Waiheʻe Valley residents are “strongly urged” to attend an informational meeting next month about a little fire ant (LFA) infestation discovered on several properties close to the river.

Without residents’ assistance to locate LFA in the area quickly the fear by the Maui Invasive Species Committee (MISC) is that the ants may spread downstream. The informational meeting is scheduled for  6 p.m. on October 9 at Waiheʻe Elementary School.

“It’s extremely urgent because we do know ants move downstream during flood events,” said Lissa Strohecker, MISC Public Relations and Education Specialist. “We want people to come because we are going to need assistance from the community, we just want everyone to check their property.

“It’s how these things are found, from citizen reports, the more people testing the faster we can find them.”

Finding the LFA on properties requires a simple test using chopsticks and peanut butter, as demonstrated in this MISC video.


The LFA in Waiheʻe Valley was first discovered late August 2019 when it was reported to MISC by a resident who had been “stung on her neck and under her collar while working near fruit trees” according to a MISC press release.


MISC staff visited her property and officially identified the ants under a microscope as little fire ants or Wasmannia auropunctata.
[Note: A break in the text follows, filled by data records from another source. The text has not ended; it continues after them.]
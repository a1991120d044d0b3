//! Symbolic expressions in one variable: parsing, expansion, canonical text.
//!
//! Text such as `(s+1)^2*(s+3)` or `2*(1-z^-1)` parses into an [`Expr`]
//! tree, which expands into a [`Polynomial`] with possibly negative powers.
//! [`solve`] renders the expansion back as canonical text, and the term
//! helpers turn canonical text into dense coefficient lists.
//!
//! # Grammar
//!
//! Numbers are decimal literals (`3`, `0.25`, `.5`). Any single ASCII letter
//! is the variable, and at most one distinct letter may appear. Operators
//! are `+ - * / ^` with parentheses; `^` is right-associative and its
//! exponent may carry a sign, so `z^-1` reads as `z^(-1)`. Parentheses,
//! signs and exponents may nest up to [`MAX_NESTING`] levels; chains of
//! `+ -` or `* /` operands have no length limit.
//!
//! # Examples
//!
//! ```
//! use tfsynth::expression::solve;
//!
//! assert_eq!(solve("(s+1)^2").unwrap(), "s^2+2*s+1");
//! assert_eq!(solve("2*(1-z^-1)").unwrap(), "2-2*z^-1");
//! assert_eq!(solve("s-s").unwrap(), "0");
//! ```

mod format;
mod lexer;
mod parser;
mod polynomial;
mod terms;
mod tree;


pub use format::format_number;
pub use polynomial::{convolve, Polynomial, PolynomialTerm, MAX_EXPONENT};
pub use terms::{
    coefficients_from_expression, collect_like_terms, extract_power_coefficient_pairs,
    pad_missing_terms, split_additive_terms,
};
pub use parser::MAX_NESTING;
pub use tree::{AddOp, Expr, MulOp};

use core::str::FromStr;

use tracing::trace;

use crate::error::{SynthesisError, SynthesisResult};

/// A parsed expression together with its free variable.
#[derive(Debug, Clone, PartialEq)]
pub struct ExpressionTree {
    root: Expr,
    variable: Option<char>,
}

impl ExpressionTree {
    /// Parse expression text.
    ///
    /// Returns [`SynthesisError::Parse`] on malformed input or when more
    /// than one distinct variable appears.
    pub fn parse(text: &str) -> SynthesisResult<Self> {
        let (root, variable) = parser::parse(text)?;
        Ok(Self { root, variable })
    }

    pub fn root(&self) -> &Expr {
        &self.root
    }

    /// The variable letter, `None` for a constant expression.
    pub fn variable(&self) -> Option<char> {
        self.variable
    }

    pub fn expand(&self) -> SynthesisResult<Polynomial> {
        self.root.expand()
    }

    /// Canonical text of the expansion. See [`solve`].
    pub fn canonical(&self) -> SynthesisResult<String> {
        let poly = self.expand()?;
        Ok(poly.to_expression(self.variable.unwrap_or('x')))
    }
}

impl FromStr for ExpressionTree {
    type Err = SynthesisError;

    fn from_str(s: &str) -> Result<Self, Self::Err> {
        Self::parse(s)
    }
}

/// Expand an expression into canonical polynomial text.
///
/// Terms appear in descending power order as `coef*var^power`. A unit
/// coefficient is written as a bare sign, power one as the bare variable,
/// and power zero as the bare coefficient. The zero polynomial is `0`.
/// Coefficients use the shortest text that reads back to the same `f64`,
/// so `solve(solve(x)) == solve(x)`.
pub fn solve(text: &str) -> SynthesisResult<String> {
    let canonical = ExpressionTree::parse(text)?.canonical()?;
    trace!(input = text, output = %canonical, "expanded expression");
    Ok(canonical)
}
The next day, a team from the Hawaii Department of Agriculture (HDOA) and MISC conducted surveys in the area, which is adjacent to the Waiheʻe River. Initial surveys indicate that LFA are present on three properties.

According to MISC the Waiheʻe Valley infestation is estimated to cover four to five acres, mostly in overgrown vegetation and away from homes. Little fire ants were detected next to the river, raising concerns that the ants may have moved downstream; however, preliminary riverside surveys below the infestation zone did not detect any LFA.


Area residents who have encountered stinging ants—particularly those who have been stung on their neck and upper body after working with or under vegetation – are urged to report suspect ants by contacting either the Maui Invasive Species Committee at 573-MISC (6472), the Hawaii Department of Agriculture on Maui at 873-3080, or online at

This infestation is the fourteenth detection of little fire ants on the Valley Isle since 2009 and the second detection of LFA on Maui this year, following the April detection in the Happy Valley neighborhood of Wailuku. MISC is actively treating five sites; the Waiheʻe Valley site will be the sixth. After undergoing a rigorous treatment regimen, little fire ants are thought to be eliminated from other sites, though MISC continues to survey to ensure they are gone.

The source of the infestation is unknown at this time and there is no known connection between this one and a previously-infested site at a farm in Waiheʻe. Based on the size of the new infestation, experts estimate little fire ants have been present for five or more years.

MISC officials said that people often discover the ants by brushing against heavily-infested bushes or in windy conditions when the ants fall off plants or trees. Unsuspecting victims of the “ant rain” are left with painful stings and animals can be blinded.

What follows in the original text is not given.